Rabu, 12 Maret 2008

OTSUS Perjuangan ATAU Kepentingan

Saya tergelitik untuk ambil bagian dalam diskusi terkait dengan perjuangan Otonomi Khusus (OTSUS) khususnya pencoretan anggaran perjuangan Otsus oleh Menteri Dalam Negeri yang didedahkan oleh bang drh. H. Chaidir, MM Ketua DPRD Riau dikolom Opini Riau Pos 19 Maret 2007.

Mengapa dana perjuangan Otsus harus diambil dari APBD? Sebuah pertanyaan yang menggelitik hati saya pada saat mendengar perdebatan panjang terhadap masalah ini. Sepertinya perjuangan ini kurang bermakna, terasa tidak totalitas, tidak segenap jiwa, tidak menggelora, tidak heroik dan memancing timbulnya keraguan dan pertanyaan. Mengapa kembali kita harus memakan hak-hak rakyat atas nama perjuangan yang katanya untuk rakyat. Bermilyar-milyar uang rakyat yang dititip Tuhan di APBD tersangkut ditempat yang tidak ada rakyatnya, sehingga tidak menyentuh dan tidak tepat sasaran dan akhirnya memancing kerusuhan. Contoh pengalokasian uang 2 milyar yang memicu seteru di Laskar Melayu? Ataupun rencana pengalokasian dana PON, Otsus, FFI dan banyak lagi.

Sebagai anak jati Riau saya malu dan ingin mengajak tokoh Riau belajar dengan Sumatra Barat. Disana tokoh-tokohnya berjuang untuk memajukan negerinya dengan berusaha menghindari ataupun mengorek kantong APBD, mereka bersatu padu dari lembaran-lembaran uang seribu rupiah dengan “Gebu Minang” membuat kampungnya menjadi terpandang. Ini dibuktikan lagi pada saat Istana Pagaruyung dilapan sijago merah, kembali semangat perjuangan itu dibuktikan dengan nilai-nilai heroik dan penuh pengorbanan.
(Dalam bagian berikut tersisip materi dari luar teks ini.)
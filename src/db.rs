use crate::catalog::{Catalog, Class, ClassId, Room, RoomId, RoomStatus};
use crate::grid::CellAddress;
use crate::partition::TimePartition;
use crate::session::{SaveReceipt, SchedulePersistence};
use crate::snapshot::{Assignment, GridSnapshot};
use anyhow::Context;
use rusqlite::{Connection, OptionalExtension};
use std::collections::BTreeSet;
use std::path::Path;
use uuid::Uuid;

pub const DB_FILE: &str = "roomsched.sqlite3";

pub fn open_db(workspace: &Path) -> anyhow::Result<Connection> {
    std::fs::create_dir_all(workspace).with_context(|| {
        format!(
            "failed to create workspace {}",
            workspace.to_string_lossy()
        )
    })?;
    let db_path = workspace.join(DB_FILE);
    let conn = Connection::open(&db_path)
        .with_context(|| format!("failed to open database {}", db_path.to_string_lossy()))?;
    conn.execute("PRAGMA foreign_keys = ON", [])?;

    conn.execute(
        "CREATE TABLE IF NOT EXISTS settings(
            key TEXT PRIMARY KEY,
            value_json TEXT NOT NULL
        )",
        [],
    )?;

    conn.execute(
        "CREATE TABLE IF NOT EXISTS rooms(
            id TEXT PRIMARY KEY,
            name TEXT NOT NULL,
            building TEXT NOT NULL,
            floor INTEGER NOT NULL,
            capacity INTEGER NOT NULL DEFAULT 0,
            status TEXT NOT NULL DEFAULT 'available',
            sort_order INTEGER NOT NULL
        )",
        [],
    )?;
    conn.execute(
        "CREATE TABLE IF NOT EXISTS room_equipment(
            room_id TEXT NOT NULL,
            item TEXT NOT NULL,
            PRIMARY KEY(room_id, item),
            FOREIGN KEY(room_id) REFERENCES rooms(id)
        )",
        [],
    )?;

    conn.execute(
        "CREATE TABLE IF NOT EXISTS classes(
            id TEXT PRIMARY KEY,
            name TEXT NOT NULL,
            code TEXT,
            degree TEXT,
            generation TEXT,
            shift TEXT,
            sort_order INTEGER NOT NULL
        )",
        [],
    )?;

    // One row per occupied cell; a class can sit in at most one cell.
    conn.execute(
        "CREATE TABLE IF NOT EXISTS schedule_assignments(
            class_id TEXT PRIMARY KEY,
            day TEXT NOT NULL,
            time_slot TEXT NOT NULL,
            building TEXT NOT NULL,
            floor INTEGER NOT NULL,
            room_id TEXT NOT NULL,
            UNIQUE(day, time_slot, room_id),
            FOREIGN KEY(class_id) REFERENCES classes(id),
            FOREIGN KEY(room_id) REFERENCES rooms(id)
        )",
        [],
    )?;
    conn.execute(
        "CREATE INDEX IF NOT EXISTS idx_schedule_assignments_room ON schedule_assignments(room_id)",
        [],
    )?;

    conn.execute(
        "CREATE TABLE IF NOT EXISTS schedule_saves(
            id TEXT PRIMARY KEY,
            saved_at TEXT NOT NULL,
            fingerprint TEXT NOT NULL,
            assignments INTEGER NOT NULL
        )",
        [],
    )?;

    Ok(conn)
}

pub fn settings_get_json(
    conn: &Connection,
    key: &str,
) -> anyhow::Result<Option<serde_json::Value>> {
    let raw: Option<String> = conn
        .query_row(
            "SELECT value_json FROM settings WHERE key = ?",
            [key],
            |row| row.get(0),
        )
        .optional()?;
    match raw {
        Some(s) => Ok(Some(
            serde_json::from_str(&s).with_context(|| format!("setting {} is invalid JSON", key))?,
        )),
        None => Ok(None),
    }
}

pub fn settings_set_json(
    conn: &Connection,
    key: &str,
    value: &serde_json::Value,
) -> anyhow::Result<()> {
    conn.execute(
        "INSERT INTO settings(key, value_json) VALUES(?, ?)
         ON CONFLICT(key) DO UPDATE SET value_json = excluded.value_json",
        (key, value.to_string()),
    )?;
    Ok(())
}

/// What a catalog re-import did to the saved schedule.
#[derive(Debug, Clone, Copy, Default, PartialEq, Eq)]
pub struct CatalogReplace {
    /// Assignments dropped because their room or class is gone or closed.
    pub pruned: usize,
    /// Assignments kept but rewritten to their room's new building or floor.
    pub relocated: usize,
}

/// Replaces the stored rooms and classes. Saved assignments follow their
/// room to its new building and floor; the ones that no longer fit are
/// dropped.
pub fn replace_catalog(conn: &Connection, catalog: &Catalog) -> anyhow::Result<CatalogReplace> {
    let tx = conn.unchecked_transaction()?;

    // Delete in dependency order (no ON DELETE CASCADE).
    let mut changes = CatalogReplace::default();
    {
        let mut stmt =
            tx.prepare("SELECT class_id, room_id, building, floor FROM schedule_assignments")?;
        let rows = stmt
            .query_map([], |row| {
                Ok((
                    row.get::<_, String>(0)?,
                    row.get::<_, String>(1)?,
                    row.get::<_, String>(2)?,
                    row.get::<_, i64>(3)?,
                ))
            })?
            .collect::<Result<Vec<_>, _>>()?;
        for (class_id, room_id, building, floor) in rows {
            let class_ok = catalog.contains_class(&ClassId(class_id.clone()));
            let room = catalog
                .room(&RoomId(room_id))
                .filter(|r| class_ok && r.is_available());
            let Some(room) = room else {
                tx.execute(
                    "DELETE FROM schedule_assignments WHERE class_id = ?",
                    [&class_id],
                )?;
                changes.pruned += 1;
                continue;
            };
            if room.building != building || room.floor != floor {
                tx.execute(
                    "UPDATE schedule_assignments SET building = ?, floor = ? WHERE class_id = ?",
                    (&room.building, room.floor, &class_id),
                )?;
                changes.relocated += 1;
            }
        }
    }
    tx.execute("DELETE FROM room_equipment", [])?;
    tx.execute(
        "DELETE FROM rooms WHERE id NOT IN (SELECT room_id FROM schedule_assignments)",
        [],
    )?;
    tx.execute(
        "DELETE FROM classes WHERE id NOT IN (SELECT class_id FROM schedule_assignments)",
        [],
    )?;

    for (i, room) in catalog.rooms().iter().enumerate() {
        tx.execute(
            "INSERT INTO rooms(id, name, building, floor, capacity, status, sort_order)
             VALUES(?, ?, ?, ?, ?, ?, ?)
             ON CONFLICT(id) DO UPDATE SET
               name = excluded.name,
               building = excluded.building,
               floor = excluded.floor,
               capacity = excluded.capacity,
               status = excluded.status,
               sort_order = excluded.sort_order",
            (
                &room.id.0,
                &room.name,
                &room.building,
                room.floor,
                room.capacity as i64,
                room.status.as_str(),
                i as i64,
            ),
        )?;
        for item in &room.equipment {
            tx.execute(
                "INSERT INTO room_equipment(room_id, item) VALUES(?, ?)",
                (&room.id.0, item),
            )?;
        }
    }
    for (i, class) in catalog.classes().iter().enumerate() {
        tx.execute(
            "INSERT INTO classes(id, name, code, degree, generation, shift, sort_order)
             VALUES(?, ?, ?, ?, ?, ?, ?)
             ON CONFLICT(id) DO UPDATE SET
               name = excluded.name,
               code = excluded.code,
               degree = excluded.degree,
               generation = excluded.generation,
               shift = excluded.shift,
               sort_order = excluded.sort_order",
            (
                &class.id.0,
                &class.name,
                &class.code,
                &class.degree,
                &class.generation,
                &class.shift,
                i as i64,
            ),
        )?;
    }
    tx.commit()?;
    Ok(changes)
}

pub fn load_catalog(conn: &Connection) -> anyhow::Result<Catalog> {
    let mut equipment_stmt =
        conn.prepare("SELECT item FROM room_equipment WHERE room_id = ? ORDER BY item")?;
    let mut room_stmt = conn.prepare(
        "SELECT id, name, building, floor, capacity, status
         FROM rooms ORDER BY sort_order, id",
    )?;
    let raw_rooms = room_stmt
        .query_map([], |row| {
            Ok((
                row.get::<_, String>(0)?,
                row.get::<_, String>(1)?,
                row.get::<_, String>(2)?,
                row.get::<_, i64>(3)?,
                row.get::<_, i64>(4)?,
                row.get::<_, String>(5)?,
            ))
        })?
        .collect::<Result<Vec<_>, _>>()?;

    let mut rooms = Vec::with_capacity(raw_rooms.len());
    for (id, name, building, floor, capacity, status) in raw_rooms {
        let equipment = equipment_stmt
            .query_map([&id], |row| row.get::<_, String>(0))?
            .collect::<Result<BTreeSet<_>, _>>()?;
        let status = RoomStatus::parse(&status)
            .with_context(|| format!("room {} has invalid status {}", id, status))?;
        rooms.push(Room {
            id: RoomId(id),
            name,
            building,
            floor,
            capacity: u32::try_from(capacity).unwrap_or(0),
            equipment,
            status,
        });
    }

    let mut class_stmt = conn.prepare(
        "SELECT id, name, code, degree, generation, shift
         FROM classes ORDER BY sort_order, id",
    )?;
    let classes = class_stmt
        .query_map([], |row| {
            Ok(Class {
                id: ClassId(row.get(0)?),
                name: row.get(1)?,
                code: row.get(2)?,
                degree: row.get(3)?,
                generation: row.get(4)?,
                shift: row.get(5)?,
            })
        })?
        .collect::<Result<Vec<_>, _>>()?;

    Catalog::new(rooms, classes).context("stored catalog is inconsistent")
}

/// Stores a room's status. Closing a room also drops its saved assignments,
/// returning how many. `None` when the room does not exist.
pub fn set_room_status(
    conn: &Connection,
    room: &RoomId,
    status: RoomStatus,
) -> anyhow::Result<Option<usize>> {
    let tx = conn.unchecked_transaction()?;
    let changed = tx.execute(
        "UPDATE rooms SET status = ? WHERE id = ?",
        (status.as_str(), &room.0),
    )?;
    if changed == 0 {
        return Ok(None);
    }
    let mut dropped = 0;
    if status == RoomStatus::Unavailable {
        dropped = tx.execute(
            "DELETE FROM schedule_assignments WHERE room_id = ?",
            [&room.0],
        )?;
    }
    tx.commit()?;
    Ok(Some(dropped))
}

/// Drops saved assignments whose day or time slot is not in `partition`,
/// returning how many.
pub fn prune_outside_partition(
    conn: &Connection,
    partition: &TimePartition,
) -> anyhow::Result<usize> {
    let mut stmt = conn.prepare("SELECT class_id, day, time_slot FROM schedule_assignments")?;
    let rows = stmt
        .query_map([], |row| {
            Ok((
                row.get::<_, String>(0)?,
                row.get::<_, String>(1)?,
                row.get::<_, String>(2)?,
            ))
        })?
        .collect::<Result<Vec<_>, _>>()?;
    let mut pruned = 0;
    for (class_id, day, slot) in rows {
        if partition.day_index(&day).is_none() || partition.slot_index(&slot).is_none() {
            conn.execute(
                "DELETE FROM schedule_assignments WHERE class_id = ?",
                [&class_id],
            )?;
            pruned += 1;
        }
    }
    Ok(pruned)
}

pub fn load_schedule(conn: &Connection) -> anyhow::Result<GridSnapshot> {
    let mut stmt = conn.prepare(
        "SELECT day, time_slot, building, floor, room_id, class_id
         FROM schedule_assignments
         ORDER BY day, time_slot, building, floor, room_id",
    )?;
    let assignments = stmt
        .query_map([], |row| {
            Ok(Assignment {
                cell: CellAddress {
                    day: row.get(0)?,
                    time_slot: row.get(1)?,
                    building: row.get(2)?,
                    floor: row.get(3)?,
                    room_id: RoomId(row.get(4)?),
                },
                class_id: ClassId(row.get(5)?),
            })
        })?
        .collect::<Result<Vec<_>, _>>()?;
    Ok(GridSnapshot { assignments })
}

pub fn last_save(conn: &Connection) -> anyhow::Result<Option<SaveReceipt>> {
    let row = conn
        .query_row(
            "SELECT id, saved_at, fingerprint, assignments
             FROM schedule_saves ORDER BY saved_at DESC, rowid DESC LIMIT 1",
            [],
            |row| {
                Ok((
                    row.get::<_, String>(0)?,
                    row.get::<_, String>(1)?,
                    row.get::<_, String>(2)?,
                    row.get::<_, i64>(3)?,
                ))
            },
        )
        .optional()?;
    let Some((id, saved_at, fingerprint, assignments)) = row else {
        return Ok(None);
    };
    Ok(Some(SaveReceipt {
        save_id: Uuid::parse_str(&id).with_context(|| format!("invalid save id {}", id))?,
        saved_at,
        fingerprint,
        assignments: usize::try_from(assignments).unwrap_or(0),
    }))
}

/// Writes saves into the workspace database.
pub struct SqliteScheduleStore<'a> {
    conn: &'a Connection,
}

impl<'a> SqliteScheduleStore<'a> {
    pub fn new(conn: &'a Connection) -> Self {
        Self { conn }
    }
}

impl SchedulePersistence for SqliteScheduleStore<'_> {
    fn persist(&mut self, snapshot: &GridSnapshot) -> anyhow::Result<SaveReceipt> {
        let tx = self
            .conn
            .unchecked_transaction()
            .context("failed to start save transaction")?;
        tx.execute("DELETE FROM schedule_assignments", [])?;
        {
            let mut insert = tx.prepare(
                "INSERT INTO schedule_assignments(class_id, day, time_slot, building, floor, room_id)
                 VALUES(?, ?, ?, ?, ?, ?)",
            )?;
            for a in &snapshot.assignments {
                insert
                    .execute((
                        &a.class_id.0,
                        &a.cell.day,
                        &a.cell.time_slot,
                        &a.cell.building,
                        a.cell.floor,
                        &a.cell.room_id.0,
                    ))
                    .with_context(|| format!("failed to store class {}", a.class_id))?;
            }
        }

        let receipt = SaveReceipt {
            save_id: Uuid::new_v4(),
            saved_at: chrono::Utc::now().to_rfc3339(),
            fingerprint: snapshot.fingerprint(),
            assignments: snapshot.len(),
        };
        tx.execute(
            "INSERT INTO schedule_saves(id, saved_at, fingerprint, assignments)
             VALUES(?, ?, ?, ?)",
            (
                receipt.save_id.to_string(),
                &receipt.saved_at,
                &receipt.fingerprint,
                receipt.assignments as i64,
            ),
        )
        .context("failed to record save")?;
        tx.commit().context("failed to commit save")?;
        Ok(receipt)
    }
}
Mungkin kita juga perlu belajar dengan Sumatra Utara. Kalau tokoh-tokoh Riau membangun SMU Plus dengan hanya bergotong royong semangat tapi sebagian besar uang-nya dari APBD dan sumbangan pengusaha yang katanya merampok SDA Riau. Disisi lain sekolah unggul tumbuh bagaikan jamur diberbagai pelosok tanah Batak dan perkampungan Tapanuli Selatan. Setiap tokohnya pulang kampung membangun negeri dengan modal sendiri. Sehingga hak-hak rakyat yang sudah jelas di APBD tidak perlu dikurangi ataupun disunat untuk kegiatan-kegiatan yang belum tentu manfaatnya dan dapat dirasakan langsung oleh rakyat.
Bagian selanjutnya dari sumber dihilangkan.